▶ [Exercise objective]:
Every line holding "IndexedEmbedding" should be copied from the records below.

▶ [Working data]:
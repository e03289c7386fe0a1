use crate::error::ServiceError;
use async_trait::async_trait;
use serde::{Deserialize, Serialize};

#[derive(Debug, Clone, Copy, PartialEq, Eq, Serialize, Deserialize)]
#[serde(rename_all = "lowercase")]
pub enum Role {
    System,
    User,
    Assistant,
}

#[derive(Debug, Clone, PartialEq, Eq, Serialize, Deserialize)]
pub struct ChatMessage {
    pub role: Role,
    pub content: String,
}

impl ChatMessage {
    pub fn system(content: impl Into<String>) -> Self {
        Self {
            role: Role::System,
            content: content.into(),
        }
    }

    pub fn user(content: impl Into<String>) -> Self {
        Self {
            role: Role::User,
            content: content.into(),
        }
    }

    pub fn assistant(content: impl Into<String>) -> Self {
        Self {
            role: Role::Assistant,
            content: content.into(),
        }
    }
}

#[derive(Debug, Clone)]
pub struct PageImage {
    pub page_number: usize,
    pub mime_type: String,
    pub base64_data: String,
}

#[derive(Debug, Clone, PartialEq)]
pub struct IndexedEmbedding {
    pub index: usize,
    pub vector: Vec<f32>,
}

#[async_trait]
pub trait PageTextService: Send + Sync {
    async fn extract_page(&self, page: &PageImage, instruction: &str)
        -> Result<String, ServiceError>;
}

#[async_trait]
pub trait CompletionService: Send + Sync {
    async fn complete(&self, messages: &[ChatMessage]) -> Result<String, ServiceError>;
}

#[async_trait]
pub trait EmbeddingService: Send + Sync {
    /// Embeds every input; the response may arrive in any order but each
    /// vector carries the index of its input.
    async fn embed(&self, inputs: &[String]) -> Result<Vec<IndexedEmbedding>, ServiceError>;

    fn name(&self) -> &str;
}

▶ [Completed task]:
pub struct IndexedEmbedding {
    async fn embed(&self, inputs: &[String]) -> Result<Vec<IndexedEmbedding>, ServiceError>;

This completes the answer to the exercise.